----- Given information -----

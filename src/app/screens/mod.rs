//! TUI screen components
//!
//! Contains one component per session screen, and the frame renderer that
//! routes screen payloads to them.

pub mod presentation;
pub mod quiz;
pub mod results;
pub mod review;
pub mod welcome;

pub use presentation::PresentationScreen;
pub use quiz::QuizScreen;
pub use results::{ResultAction, ResultsScreen};
pub use review::ReviewScreen;
pub use welcome::WelcomeScreen;

use ratatui::{
    layout::{Alignment, Rect},
    style::{Color, Modifier, Style},
    text::{Line, Span},
    widgets::{Block, Borders, Paragraph},
    Frame,
};

use crate::render::{QuestionView, Renderer, ResultsView, ReviewView, SlideView, WelcomeView};
use crate::Result;

/// All screen components, kept alive for the whole run so their UI state
/// (cursor, scroll offset, selected action) survives between frames
#[derive(Debug, Default)]
pub struct Screens {
    pub welcome: WelcomeScreen,
    pub presentation: PresentationScreen,
    pub quiz: QuizScreen,
    pub results: ResultsScreen,
    pub review: ReviewScreen,
}

impl Screens {
    pub fn new(show_running_score: bool) -> Self {
        Self {
            quiz: QuizScreen::new(show_running_score),
            ..Self::default()
        }
    }
}

/// Paints screen payloads into one ratatui frame
pub struct FrameRenderer<'s, 'f, 'a> {
    screens: &'s mut Screens,
    frame: &'f mut Frame<'a>,
}

impl<'s, 'f, 'a> FrameRenderer<'s, 'f, 'a> {
    pub fn new(screens: &'s mut Screens, frame: &'f mut Frame<'a>) -> Self {
        Self { screens, frame }
    }
}

impl Renderer for FrameRenderer<'_, '_, '_> {
    fn render_welcome(&mut self, view: &WelcomeView) -> Result<()> {
        self.screens.welcome.render(self.frame, view);
        Ok(())
    }

    fn render_slide(&mut self, view: &SlideView<'_>) -> Result<()> {
        self.screens.presentation.render(self.frame, view);
        Ok(())
    }

    fn render_question(&mut self, view: &QuestionView<'_>) -> Result<()> {
        self.screens.quiz.render(self.frame, view);
        Ok(())
    }

    fn render_results(&mut self, view: &ResultsView) -> Result<()> {
        self.screens.results.render(self.frame, view);
        Ok(())
    }

    fn render_review(&mut self, view: &ReviewView<'_>) -> Result<()> {
        self.screens.review.render(self.frame, view);
        Ok(())
    }
}

/// Vertical scroll position of a wrapped, bordered paragraph
#[derive(Debug, Default, Clone, Copy, PartialEq, Eq)]
pub struct Scroll {
    offset: u16,
    max: u16,
}

impl Scroll {
    pub fn offset(&self) -> u16 {
        self.offset
    }

    pub fn up(&mut self) {
        self.offset = self.offset.saturating_sub(1);
    }

    /// Move down one row, stopping once the last row is visible
    pub fn down(&mut self) {
        if self.offset < self.max {
            self.offset += 1;
        }
    }

    pub fn reset(&mut self) {
        self.offset = 0;
    }

    /// Measure `paragraph` in wrapped rows for a bordered `area` and clamp the
    /// offset so the last row can reach the bottom edge but no further
    pub fn fit(&mut self, paragraph: &Paragraph<'_>, area: Rect) {
        let inner_width = area.width.saturating_sub(2);
        let inner_height = area.height.saturating_sub(2);
        let rows = u16::try_from(paragraph.line_count(inner_width)).unwrap_or(u16::MAX);
        self.max = rows.saturating_sub(inner_height);
        self.offset = self.offset.min(self.max);
    }
}

/// Bordered, centered title bar
pub(crate) fn title_bar(title: &str, color: Color) -> Paragraph<'_> {
    Paragraph::new(title)
        .style(Style::default().fg(color).add_modifier(Modifier::BOLD))
        .alignment(Alignment::Center)
        .block(
            Block::default()
                .borders(Borders::ALL)
                .border_style(Style::default().fg(color)),
        )
}

/// Key hints such as `Enter Select  Esc Back`
pub(crate) fn help_bar<'a>(keys: &[(&'a str, &'a str)]) -> Paragraph<'a> {
    let mut spans = Vec::with_capacity(keys.len() * 2);
    for (key, label) in keys {
        spans.push(Span::styled(
            *key,
            Style::default()
                .fg(Color::Cyan)
                .add_modifier(Modifier::BOLD),
        ));
        spans.push(Span::raw(format!(" {}  ", label)));
    }

    Paragraph::new(Line::from(spans))
        .alignment(Alignment::Center)
        .block(
            Block::default()
                .borders(Borders::ALL)
                .border_style(Style::default().fg(Color::Yellow)),
        )
}

#[cfg(test)]
pub(crate) mod test_support {
    use ratatui::{backend::TestBackend, buffer::Buffer, Terminal};

    pub fn terminal(width: u16, height: u16) -> Terminal<TestBackend> {
        Terminal::new(TestBackend::new(width, height)).unwrap()
    }

    /// Buffer rows joined with newlines, wide-glyph padding cells included
    pub fn buffer_text(buffer: &Buffer) -> String {
        let area = buffer.area;
        let mut text = String::new();
        for y in area.top()..area.bottom() {
            for x in area.left()..area.right() {
                text.push_str(buffer.get(x, y).symbol());
            }
            text.push('\n');
        }
        text
    }
}

#[cfg(test)]
mod tests {
    use super::*;
    use ratatui::widgets::Wrap;

    #[test]
    fn test_scroll_fits_wrapped_rows() {
        // 12 wrapped rows in a 10-column inner width, 4 visible rows
        let paragraph = Paragraph::new("a".repeat(120)).wrap(Wrap { trim: false });
        let mut scroll = Scroll::default();
        scroll.fit(&paragraph, Rect::new(0, 0, 12, 6));

        for _ in 0..100 {
            scroll.down();
        }
        assert_eq!(scroll.offset(), 8);

        scroll.up();
        assert_eq!(scroll.offset(), 7);
        scroll.reset();
        assert_eq!(scroll.offset(), 0);
    }

    #[test]
    fn test_scroll_without_overflow() {
        let paragraph = Paragraph::new("short").wrap(Wrap { trim: false });
        let mut scroll = Scroll::default();
        scroll.fit(&paragraph, Rect::new(0, 0, 40, 10));
        scroll.down();
        assert_eq!(scroll.offset(), 0);
    }
}
//! Answer review screen
//!
//! Scrollable transcript of every answer with the right answer shown for
//! misses and each question's explanation.

use ratatui::{
    layout::{Constraint, Direction, Layout, Rect},
    style::{Color, Modifier, Style},
    text::{Line, Span},
    widgets::{Block, Borders, Paragraph, Wrap},
    Frame,
};

use super::{help_bar, title_bar, Scroll};
use crate::render::ReviewView;
use crate::session::ReviewEntry;
use crate::util::format::format_score;

#[derive(Debug, Default)]
pub struct ReviewScreen {
    scroll: Scroll,
}

impl ReviewScreen {
    pub fn new() -> Self {
        Self::default()
    }

    pub fn scroll(&self) -> u16 {
        self.scroll.offset()
    }

    pub fn scroll_up(&mut self) {
        self.scroll.up();
    }

    pub fn scroll_down(&mut self) {
        self.scroll.down();
    }

    pub fn reset_scroll(&mut self) {
        self.scroll.reset();
    }

    pub fn render(&mut self, f: &mut Frame, view: &ReviewView<'_>) {
        let chunks = Layout::default()
            .direction(Direction::Vertical)
            .constraints([
                Constraint::Length(3), // Title
                Constraint::Min(6),    // Transcript
                Constraint::Length(3), // Help
            ])
            .split(f.size());

        let title = format!(
            "Review Your Answers ({})",
            format_score(view.results.score, view.results.total)
        );
        f.render_widget(title_bar(&title, Color::Cyan), chunks[0]);
        self.render_transcript(f, chunks[1], view);
        f.render_widget(
            help_bar(&[("↑↓", "Scroll"), ("Enter/Esc", "Back to Results"), ("q", "Quit")]),
            chunks[2],
        );
    }

    fn render_transcript(&mut self, f: &mut Frame, area: Rect, view: &ReviewView<'_>) {
        let lines: Vec<Line> = view.entries.iter().flat_map(entry_lines).collect();

        let transcript = Paragraph::new(lines).wrap(Wrap { trim: false });
        self.scroll.fit(&transcript, area);

        let transcript = transcript
            .scroll((self.scroll.offset(), 0))
            .block(
                Block::default()
                    .borders(Borders::ALL)
                    .border_style(Style::default().fg(Color::White)),
            );

        f.render_widget(transcript, area);
    }
}

fn entry_lines<'a>(entry: &ReviewEntry<'a>) -> Vec<Line<'a>> {
    let (mark, color) = if entry.correct {
        ("✓", Color::Green)
    } else {
        ("✗", Color::Red)
    };

    let mut lines = vec![
        Line::from(vec![
            Span::styled(
                format!("{} {}. ", mark, entry.ordinal),
                Style::default().fg(color).add_modifier(Modifier::BOLD),
            ),
            Span::styled(entry.prompt, Style::default().add_modifier(Modifier::BOLD)),
        ]),
        Line::from(vec![
            Span::styled("   Your answer: ", Style::default().fg(Color::DarkGray)),
            Span::styled(entry.selected_answer, Style::default().fg(color)),
        ]),
    ];

    if let Some(correct_answer) = entry.correct_answer {
        lines.push(Line::from(vec![
            Span::styled("   Correct answer: ", Style::default().fg(Color::DarkGray)),
            Span::styled(correct_answer, Style::default().fg(Color::Green)),
        ]));
    }

    lines.push(Line::from(Span::styled(
        format!("   {}", entry.explanation),
        Style::default().fg(Color::Gray),
    )));
    lines.push(Line::from(""));
    lines
}

#[cfg(test)]
mod tests {
    use super::*;

    use crate::app::screens::test_support::{buffer_text, terminal};
    use crate::content::ContentTables;
    use crate::render::ScreenView;
    use crate::session::ScreenController;

    fn all_wrong_review() -> ScreenController {
        let mut c = ScreenController::new(ContentTables::builtin()).unwrap();
        c.start_presentation().unwrap();
        while c.next_slide().is_ok() {}
        c.start_quiz().unwrap();
        let keys: Vec<usize> = c.content().questions.iter().map(|q| q.correct_index).collect();
        for key in keys {
            c.select_answer((key + 1) % 4).unwrap();
            c.advance().unwrap();
        }
        c.view_review().unwrap();
        c
    }

    fn draw(screen: &mut ReviewScreen, controller: &ScreenController) -> String {
        let ScreenView::Review(view) = controller.view() else {
            panic!("not on the review screen");
        };
        let mut terminal = terminal(80, 24);
        terminal.draw(|f| screen.render(f, &view)).unwrap();
        buffer_text(terminal.backend().buffer())
    }

    #[test]
    fn test_scroll_stays_within_bounds() {
        let mut screen = ReviewScreen::new();
        screen.scroll_up();
        assert_eq!(screen.scroll(), 0);

        // Nothing rendered yet, so there is nothing to scroll
        screen.scroll_down();
        assert_eq!(screen.scroll(), 0);
    }

    #[test]
    fn test_last_explanation_reachable_by_scrolling() {
        let controller = all_wrong_review();
        let mut screen = ReviewScreen::new();

        let first = draw(&mut screen, &controller);
        assert!(first.contains("1. "));
        assert!(!first.contains("new_mission.py!"));

        for _ in 0..2000 {
            screen.scroll_down();
        }
        let last = draw(&mut screen, &controller);
        assert!(last.contains("new_mission.py!"));
        assert!(screen.scroll() > 0);

        // Scrolling further does not move past the end
        let offset = screen.scroll();
        screen.scroll_down();
        draw(&mut screen, &controller);
        assert_eq!(screen.scroll(), offset);
    }

    #[test]
    fn test_entry_lines_show_correct_answer_only_for_misses() {
        let hit = ReviewEntry {
            ordinal: 1,
            prompt: "What is a library?",
            selected_answer: "Prewritten code",
            correct_answer: None,
            explanation: "Libraries hold reusable code.",
            correct: true,
        };
        let miss = ReviewEntry {
            correct_answer: Some("Prewritten code"),
            selected_answer: "A bookshelf",
            correct: false,
            ..hit.clone()
        };

        assert_eq!(entry_lines(&hit).len(), 4);
        assert_eq!(entry_lines(&miss).len(), 5);
    }
}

-----

> Directions for this task: Lines in the data that hold "keys" must be located and copied.

> Solution to this problem:
pub(crate) fn help_bar<'a>(keys: &[(&'a str, &'a str)]) -> Paragraph<'a> {
    let mut spans = Vec::with_capacity(keys.len() * 2);
    for (key, label) in keys {
        let keys: Vec<usize> = c.content().questions.iter().map(|q| q.correct_index).collect();
        for key in keys {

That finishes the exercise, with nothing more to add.